# Lyft driver assaulted.



## W00dbutcher (Jan 14, 2019)

Child endangerment, battery, and one ripped down plastic partition. Just a normal day in Florida.

https://www.news4jax.com/news/local...set-over-plastic-divider-attacks-lyft-driver/


----------



## MikhailCA (Dec 8, 2019)

W00dbutcher said:


> Child endangerment, battery, and one ripped down plastic partition. Just a normal day in Florida.
> 
> https://www.news4jax.com/news/local...set-over-plastic-divider-attacks-lyft-driver/


Scary shit, not sure why his stop the ****ing car while being assaulting , I would hit the gas and whether happen...


----------



## NicFit (Jan 18, 2020)

People like that is why I want to carry more then a taser on me while driving or put in a real partition like a taxi cab has that’s bullet proof


----------



## MikhailCA (Dec 8, 2019)

NicFit said:


> put in a real partition like a taxi cab has that's bullet proof


Well, it's gonna happens sooner or later once government put regulations on these services(like a license for each driver, cameras inside, etc)


----------



## Seamus (Jun 21, 2018)

Thankfully he had dashcam to back his side up.


----------



## TheDevilisaParttimer (Jan 2, 2019)

MikhailCA said:


> Scary shit, not sure why his stop the ****ing car while being assaulting , I would hit the gas and whether happen...
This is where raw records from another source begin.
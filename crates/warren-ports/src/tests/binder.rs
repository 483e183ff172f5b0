use std::cell::RefCell;
use std::rc::Rc;

use crate::{
    bind_hierarchical, bind_peer, BindingError, BindingHints, BindingKind, ChipSelectFrame,
    ChipSelectSlave, ChipSelectSlaveRef, MultiDropFrame, MultiDropSlave, MultiDropSlaveRef, Port,
    ChipSelectStrategy, ProtocolKind, CHIP_SELECT_HINT,
};

#[derive(Default)]
struct Eeprom {
    frames: Vec<Vec<u8>>,
}

impl MultiDropSlave for Eeprom {
    fn transfer(&mut self, frame: &mut MultiDropFrame) {
        self.frames.push(frame.send_data.clone());
    }
}

#[derive(Default)]
struct Flash {
    frames: u32,
}

impl ChipSelectSlave for Flash {
    fn transfer(&mut self, frame: &mut ChipSelectFrame) {
        self.frames += 1;
        frame.send_clear();
        frame.recv_push(0xa5);
    }
}

#[test]
fn protocol_mismatch_is_detected_before_any_strategy_runs() {
    let (i2c, master) = Port::multi_drop_master("soc", "i2c");
    let (spi, cs_master) = Port::chip_select_master("soc", "spi");
    let eeprom: MultiDropSlaveRef = Rc::new(RefCell::new(Eeprom::default()));
    let slave = Port::multi_drop_slave("eeprom", "i2c", 0x50, eeprom);

    let err = bind_peer(&slave, &spi, &BindingHints::new().with(CHIP_SELECT_HINT, "0"));
    assert_eq!(
        err,
        Err(BindingError::ProtocolMismatch {
            port: "eeprom.i2c".into(),
            peer: "soc.spi".into(),
            port_protocol: ProtocolKind::MultiDrop,
            peer_protocol: ProtocolKind::ChipSelect,
        })
    );
    assert_eq!(master.slave_count(), 0);
    assert_eq!(cs_master.slave_count(), 0);
    assert!(!slave.is_connected());
    assert!(!spi.is_connected());

    bind_peer(&i2c, &slave, &BindingHints::new()).unwrap();
    assert_eq!(master.slave_index(0x50), Some(0));
}

#[test]
fn chip_select_hint_routes_frames_and_unknown_selects_are_harmless() {
    let (spi, master) = Port::chip_select_master("soc", "spi0");
    let flash = Rc::new(RefCell::new(Flash::default()));
    let flash_ref: ChipSelectSlaveRef = flash.clone();
    let slave = Port::chip_select_slave("flash", "spi", flash_ref);

    let info = bind_peer(&spi, &slave, &BindingHints::new().with(CHIP_SELECT_HINT, "3")).unwrap();
    assert_eq!(info.get("chip select"), Some("3"));

    assert!(master.select(3));
    let mut frame = ChipSelectFrame::new(vec![0x9f, 0, 0]);
    assert!(master.transfer(&mut frame));
    assert_eq!(frame.recv_data(), &[0xa5, 0, 0]);

    assert!(!master.select(7));
    assert_eq!(master.selected(), Some(3));
    assert_eq!(flash.borrow().frames, 1);
}

#[test]
fn descriptors_are_recorded_on_both_ends() {
    let (spi, _master) = Port::chip_select_master("soc", "spi0");
    let slave = Port::chip_select_slave("flash", "spi", Rc::new(RefCell::new(Flash::default())));
    bind_peer(&slave, &spi, &BindingHints::new().with(CHIP_SELECT_HINT, "0x2")).unwrap();

    let ours = slave.connections();
    assert_eq!(ours.len(), 1);
    assert_eq!(ours[0].peer, "soc.spi0");
    assert_eq!(ours[0].kind, BindingKind::Peer);
    assert_eq!(ours[0].mode, "slave");
    assert_eq!(ours[0].info.to_string(), "chip select: 2");

    let theirs = spi.connections();
    assert_eq!(theirs[0].peer, "flash.spi");
    assert_eq!(theirs[0].mode, "master");
}

#[test]
fn failed_bindings_record_nothing() {
    let (a, _) = Port::chip_select_master("a", "spi");
    let (b, _) = Port::chip_select_master("b", "spi");
    assert!(matches!(
        bind_peer(&a, &b, &BindingHints::new()),
        Err(BindingError::SameMode { .. })
    ));
    assert!(a.connections().is_empty());
    assert!(b.connections().is_empty());
}

#[test]
fn the_first_failing_strategy_pair_ends_the_search() {
    let (mut spi, primary) = Port::chip_select_master("soc", "spi");
    let (_, fallback) = Port::chip_select_master("soc", "spi-alt");
    spi.add_strategy(ChipSelectStrategy::Master(fallback.clone()))
        .unwrap();
    let hints = BindingHints::new().with(CHIP_SELECT_HINT, "3");

    let first = Port::chip_select_slave("flash0", "spi", Rc::new(RefCell::new(Flash::default())));
    bind_peer(&first, &spi, &hints).unwrap();
    assert_eq!(primary.slave_index(3), Some(0));

    // The primary master rejects cs 3; the fallback would accept it but is never tried.
    let second = Port::chip_select_slave("flash1", "spi", Rc::new(RefCell::new(Flash::default())));
    assert_eq!(
        bind_peer(&second, &spi, &hints),
        Err(BindingError::DuplicateChipSelect { cs: 3 })
    );
    assert_eq!(fallback.slave_count(), 0);
    assert!(second.connections().is_empty());
    assert_eq!(spi.connections().len(), 1);
}

#[test]
fn a_port_cannot_bind_to_itself() {
    let (uart, _) = Port::char_stream("uart0", "line");
    assert_eq!(
        bind_peer(&uart, &uart, &BindingHints::new()),
        Err(BindingError::SelfBinding {
            port: "uart0.line".into()
        })
    );
}

#[test]
fn composite_char_stream_ports_forward_through_their_parent() {
    let (inner, inner_end) = Port::char_stream("soc.uart0", "line");
    let (outer, _) = Port::char_stream("soc", "uart0");
    let (term, term_end) = Port::char_stream("console", "line");

    bind_hierarchical(&inner, &outer).unwrap();
    bind_peer(&outer, &term, &BindingHints::new()).unwrap();

    inner_end.send(b"login: ").unwrap();
    assert_eq!(term_end.try_recv().unwrap(), b"login: ");

    let delegated = inner.connections();
    assert_eq!(delegated[0].kind, BindingKind::Hierarchical);
    assert_eq!(delegated[0].peer, "soc.uart0");
}

#[test]
fn hierarchical_mode_mismatch_is_reported_as_such() {
    let (master, _) = Port::multi_drop_master("soc.ctrl", "i2c");
    let parent = Port::multi_drop_slave(
        "soc",
        "i2c",
        0x20,
        Rc::new(RefCell::new(Eeprom::default())),
    );
    let err = bind_hierarchical(&master, &parent).unwrap_err();
    assert!(err.is_hierarchical_type_mismatch());

    let (parent_master, _) = Port::multi_drop_master("soc", "i2c");
    assert!(matches!(
        bind_hierarchical(&master, &parent_master),
        Err(BindingError::HierarchicalUnsupported {
            protocol: ProtocolKind::MultiDrop,
            ..
        })
    ));
}

#[test]
fn fallback_strategies_must_share_the_port_protocol() {
    let (mut port, _) = Port::char_stream("uart0", "line");
    let (_, master) = Port::chip_select_master("x", "y");
    let err = port
        .add_strategy(crate::ChipSelectStrategy::Master(master))
        .unwrap_err();
    assert!(matches!(err, BindingError::ProtocolMismatch { .. }));
    assert_eq!(port.strategies().len(), 1);
}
Other innocent passengers in vehicle including child.


----------



## Taxi2Uber (Jul 21, 2017)

No mask.
No social distance.
And in FLORIDA?

You bad man. Very bad man.


----------



## Stevie The magic Unicorn (Apr 3, 2018)

Don't know how closely you guys read but...

Le Paxhole was also upset at the "door ajar" doinker making noise and blamed it on the driver.

I don't know about you but i have at least 3-4 fares a DAY where that happens to me.


ALSO Le paxholes got charged for child abuse for almost causing an accident with the child in the car.


----------



## LV real OG (Nov 29, 2019)

I would have beat the dog sh.t out of that guy. I've givin over 10k rides in Vegas and havent had the chance to rough up a pax legally yet... lol


----------



## Mkang14 (Jun 29, 2019)

The pax was trying to cover up his actions while drink (asking car to call 911) and after (claiming passenger was driving reckless). He is a serious nut job. So he can constantly push blame for his actions onto others. Thats a scary person. "You made me murder that guy because...."


----------



## Stevie The magic Unicorn (Apr 3, 2018)

Mkang14 said:


> The pax was trying to cover up his actions while drink (asking car to call 911) and after (claiming passenger was driving reckless). He is a serious nut job. So he can constantly push blame for his actions onto others. Thats a scary person. "You made me murder that guy because...."


Reminds me of the drunken asshole i had to rough up.

He punched me twice and i proceeded to win, i won pretty good actually.

If it wasn't for the camera i'd have been locked up for battery (weapon), instead he got an assault charge while i defended myself with _reasonable_ force. (unreasonable force would have been shooting him with a blast of Unicorn magic and pumping him full of 38 calibers of glittery pain, or just slashing his throat with a knife i also totally don't carry. I _may_ have used a blunt object but i stopped when he ceased being combative and ran off bleeding.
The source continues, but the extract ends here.